The Food Foundation’s Broken Plate 2021 Report, published today (7 July), is calling on manufacturers to remove child-friendly images, such as cartoons and bright colours, from less healthy products.
The report surveyed 126 breakfast cereals with child-friendly packaging. It found that 92% of cereals marketed towards children still contain high or medium levels of sugar.
Researchers found nearly half of such cereals contain chocolate and has called for the immediate removal of these products from the cereal aisle of supermarkets and placed in the snacks or confectionery section instead.
The previous Broken Plate Report (published in 2020) found an improvement in the nutritional profile of breakfast cereals but researchers found that the new 2021 data shows that progress has since stagnated, with no change in saturated fat, salt or fibre content.
In terms of sugar, the report said the worst offender when it comes to reformulating products between 2020 and 2021 is Aldi’s Harvest Morn Cinnamon Chips in which the amount of sugar in 100g has actually increased from 20g to 22.5g.
The cereal which has made the most progress is Sainsbury’s Choc Hazelnut Squares in which the sugar level per 100g has decreased year-on-year from 29.7g to 19.8g.
Anna Taylor, executive director of the Food Foundation, said, “While it is really encouraging to see so many retailers act to remove cartoon characters from children’s cereals, the fact that this year 92% of cereals marketed towards children contain high or medium levels of sugar shows that much more work remains to be done.
“Progress is simply not happening quickly enough and it’s concerning to see that the fibre content of these cereals remains low. Bold action will be required from both government and businesses if we are to safeguard the future health of our children – but is by no means impossible.”
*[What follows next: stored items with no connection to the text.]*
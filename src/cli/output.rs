use crate::CheckResult;
use anyhow::Result;
use colored::*;
use serde::{Deserialize, Serialize};
use std::fmt;
use std::path::{Path, PathBuf};
use std::str::FromStr;

#[derive(Debug, Clone, Copy, PartialEq, Eq)]
pub enum OutputFormat {
    Text,
    Json,
}

impl FromStr for OutputFormat {
    type Err = String;

    fn from_str(s: &str) -> Result<Self, Self::Err> {
        match s.to_lowercase().as_str() {
            "text" => Ok(OutputFormat::Text),
            "json" => Ok(OutputFormat::Json),
            _ => Err(format!("Unknown format: {}", s)),
        }
    }
}

impl fmt::Display for OutputFormat {
    fn fmt(&self, f: &mut fmt::Formatter<'_>) -> fmt::Result {
        match self {
            OutputFormat::Text => write!(f, "text"),
            OutputFormat::Json => write!(f, "json"),
        }
    }
}

#[derive(Debug, Serialize, Deserialize)]
struct JsonConversion {
    input: String,
    output: String,
}

#[derive(Debug, Serialize, Deserialize)]
struct JsonError {
    file: String,
    line: usize,
    column: usize,
    title: String,
    expected: String,
}

#[derive(Debug, Serialize, Deserialize)]
struct JsonOutput {
    files_checked: usize,
    total_errors: usize,
    total_fixed: usize,
    errors: Vec<JsonError>,
}

/// Print converted titles, one per line in text mode.
pub fn print_conversions(conversions: &[(String, String)], format: OutputFormat) -> Result<()> {
    match format {
        OutputFormat::Text => {
            for (_, output) in conversions {
                println!("{}", output);
            }
        }
        OutputFormat::Json => {
            let json: Vec<JsonConversion> = conversions
                .iter()
                .map(|(input, output)| JsonConversion {
                    input: input.clone(),
                    output: output.clone(),
                })
                .collect();
            println!("{}", serde_json::to_string_pretty(&json)?);
        }
    }
    Ok(())
}

/// Print the findings of a check or fix run over several files.
pub fn print_report(
    reports: &[(PathBuf, CheckResult)],
    colored_output: bool,
    format: OutputFormat,
) -> Result<()> {
    match format {
        OutputFormat::Text => {
            for (file_path, result) in reports {
                print_text_errors(file_path, result, colored_output);
            }
        }
        OutputFormat::Json => println!("{}", render_json(reports)?),
    }
    Ok(())
}

fn print_text_errors(file_path: &Path, result: &CheckResult, colored_output: bool) {
    if result.errors.is_empty() {
        return;
    }

    let file_name = file_path.display().to_string();

    if colored_output {
        println!("\n{}", file_name.bold().underline());
    } else {
        println!("\n{}", file_name);
    }

    for error in &result.errors {
        let line_info = format!("{}:{}", error.line, error.column);

        if colored_output {
            println!("  {} {}", line_info.blue().bold(), error.title.red());
            println!("    {} {}", "→".dimmed(), error.expected.green());
        } else {
            println!("  {} {}", line_info, error.title);
            println!("    → {}", error.expected);
        }
    }
}

fn render_json(reports: &[(PathBuf, CheckResult)]) -> Result<String> {
    let errors: Vec<JsonError> = reports
        .iter()
        .flat_map(|(file_path, result)| {
            result.errors.iter().map(move |e| JsonError {
                file: file_path.display().to_string(),
                line: e.line,
                column: e.column,
                title: e.title.clone(),
                expected: e.expected.clone(),
            })
        })
        .collect();

    let output = JsonOutput {
        files_checked: reports.len(),
        total_errors: reports.iter().map(|(_, r)| r.error_count).sum(),
        total_fixed: reports.iter().map(|(_, r)| r.fixed_count).sum(),
        errors,
    };

    Ok(serde_json::to_string_pretty(&output)?)
}

pub fn print_check_summary(total_errors: usize, files: usize, colored: bool) {
    println!();
    if total_errors == 0 {
        if colored {
            println!("{}", "✓ All titles are title-cased!".green().bold());
        } else {
            println!("✓ All titles are title-cased!");
        }
    } else {
        let title_word = if total_errors == 1 { "title" } else { "titles" };
        let file_word = if files == 1 { "file" } else { "files" };
        if colored {
            println!(
                "{} {} {} to fix in {} {}",
                "✗".red().bold(),
                total_errors.to_string().red().bold(),
                title_word,
                files,
                file_word
            );
        } else {
            println!(
                "✗ {} {} to fix in {} {}",
                total_errors, title_word, files, file_word
            );
        }
    }
}

pub fn print_fix_summary(total_fixed: usize, files: usize, colored: bool) {
    println!();
    if total_fixed == 0 {
        if colored {
            println!("{}", "No corrections needed!".green().bold());
        } else {
            println!("No corrections needed!");
        }
    } else {
        let title_word = if total_fixed == 1 { "title" } else { "titles" };
        let file_word = if files == 1 { "file" } else { "files" };
        if colored {
            println!(
                "{} {} {} fixed in {} {}",
                "✓".green().bold(),
                total_fixed.to_string().green().bold(),
                title_word,
                files,
                file_word
            );
        } else {
            println!(
                "✓ {} {} fixed in {} {}",
                total_fixed, title_word, files, file_word
            );
        }
    }
}
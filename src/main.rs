use anyhow::Result;
use clap::{CommandFactory, Parser};
use clap_complete::{generate, Shell};
use log::debug;
use rayon::prelude::*;
use std::io::{self, BufRead};
use std::path::PathBuf;
use titlecase::cli::output::{self, OutputFormat};
use titlecase::{cli, files, CheckResult, Config, TitleChecker};

#[derive(Parser, Debug)]
#[command(name = "titlecase")]
#[command(version, about = "Smart title casing for titles, text files and Markdown headings", long_about = None)]
struct Cli {
    /// Titles to convert (reads stdin lines when omitted or "-")
    #[arg(value_name = "TITLES", conflicts_with = "check")]
    titles: Vec<String>,

    /// Check the titles in these files or directories instead of converting
    #[arg(short, long, value_name = "PATHS", num_args = 1..)]
    check: Vec<PathBuf>,

    /// Rewrite checked titles in place
    #[arg(short, long, requires = "check")]
    fix: bool,

    /// Extra minor word to keep lowercase (repeatable)
    #[arg(short, long = "exception", value_name = "WORD")]
    exceptions: Vec<String>,

    /// Skip titles matching this pattern (regex)
    #[arg(long)]
    ignore_pattern: Vec<String>,

    /// Disable colored output
    #[arg(long)]
    no_color: bool,

    /// Exit with code 0 even if titles need fixing
    #[arg(long)]
    no_fail: bool,

    /// Output format (text, json)
    #[arg(short = 'o', long, default_value = "text")]
    format: OutputFormat,

    /// Increase log verbosity (-v info, -vv debug, -vvv trace)
    #[arg(short, long, action = clap::ArgAction::Count)]
    verbose: u8,

    /// Generate shell completion script
    #[arg(long, value_name = "SHELL")]
    completion: Option<Shell>,
}

fn main() -> Result<()> {
    let cli = Cli::parse();

    // Handle shell completion generation
    if let Some(shell) = cli.completion {
        let mut cmd = Cli::command();
        generate(shell, &mut cmd, "titlecase", &mut io::stdout());
        return Ok(());
    }

    let _logger = cli::init_logging(cli.verbose)?;

    let config = Config::load(cli.exceptions.clone(), cli.ignore_pattern.clone())?;
    let checker = TitleChecker::new(&config)?;

    if cli.check.is_empty() {
        convert_titles(&cli, &checker)
    } else {
        check_files(&cli, &checker)
    }
}

fn convert_titles(cli: &Cli, checker: &TitleChecker) -> Result<()> {
    let inputs = if cli.titles.is_empty() || cli.titles == ["-"] {
        read_stdin_titles()?
    } else {
        cli.titles.clone()
    };

    if inputs.is_empty() {
        anyhow::bail!("No titles given. Use --help for usage information.");
    }

    let conversions: Vec<(String, String)> = inputs
        .into_iter()
        .map(|input| {
            let converted = checker.caser().convert(&input);
            (input, converted)
        })
        .collect();

    output::print_conversions(&conversions, cli.format)
}

fn read_stdin_titles() -> Result<Vec<String>> {
    let mut titles = Vec::new();
    for line in io::stdin().lock().lines() {
        titles.push(line?);
    }
    Ok(titles)
}

fn check_files(cli: &Cli, checker: &TitleChecker) -> Result<()> {
    let paths = files::collect_files(&cli.check)?;
    if paths.is_empty() {
        anyhow::bail!("No files to check. Use --help for usage information.");
    }
    debug!("Checking {} files", paths.len());

    let reports = paths
        .par_iter()
        .map(|path| -> Result<(PathBuf, CheckResult)> {
            let result = if cli.fix {
                checker.fix(path)?
            } else {
                checker.check(path)?
            };
            Ok((path.clone(), result))
        })
        .collect::<Result<Vec<_>>>()?;

    let colored = !cli.no_color;
    output::print_report(&reports, colored, cli.format)?;

    let total_errors: usize = reports.iter().map(|(_, r)| r.error_count).sum();
    let total_fixed: usize = reports.iter().map(|(_, r)| r.fixed_count).sum();

    if cli.format == OutputFormat::Text {
        if cli.fix {
            output::print_fix_summary(total_fixed, reports.len(), colored);
        } else {
            output::print_check_summary(total_errors, reports.len(), colored);
        }
    }

    // Exit with appropriate code
    if total_errors > 0 && !cli.no_fail && !cli.fix {
        std::process::exit(1);
    }

    Ok(())
}
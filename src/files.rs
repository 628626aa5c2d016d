use crate::parser::FileType;
use anyhow::{Context, Result};
use ignore::WalkBuilder;
use log::warn;
use std::path::{Path, PathBuf};

/// Expand CLI paths into the files to check.
///
/// Files are kept as given, whatever their extension. Directories are walked
/// honouring `.gitignore`, keeping only Markdown and plain text files.
pub fn collect_files(paths: &[PathBuf]) -> Result<Vec<PathBuf>> {
    let mut files = Vec::new();

    for path in paths {
        if path.is_dir() {
            files.extend(walk_dir(path)?);
        } else if path.is_file() {
            files.push(path.clone());
        } else {
            warn!("File not found: {}", path.display());
        }
    }

    Ok(files)
}

fn walk_dir(root: &Path) -> Result<Vec<PathBuf>> {
    let mut files = Vec::new();
    let walker = WalkBuilder::new(root).hidden(true).git_ignore(true).build();

    for entry in walker {
        let entry = entry.with_context(|| format!("Failed to walk {}", root.display()))?;
        let path = entry.path();

        if path.is_file() && FileType::is_supported(path) {
            files.push(path.to_path_buf());
        }
    }

    files.sort();
    Ok(files)
}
Dr Kawther Hashem, campaign lead at pressure group Action on Sugar, added: “The use of child-friendly packaging just makes it hard for parents to make a healthier choice, when companies should be making it easier.
“Whilst we are expecting to see restrictions on online and television advertising for foods high in fat, salt, and sugar, this does not yet apply to the packaging that may appeal to children, which is a huge concern.”
Just Food has asked the Food and Drink Federation, which represents UK food manufacturers, for its response to the report.
Last month the UK government announced that it will ban ‘junk food’ advertising online and before 9pm on TV from 2023, in an attempt to tackle the UK’s growing childhood obesity crisis.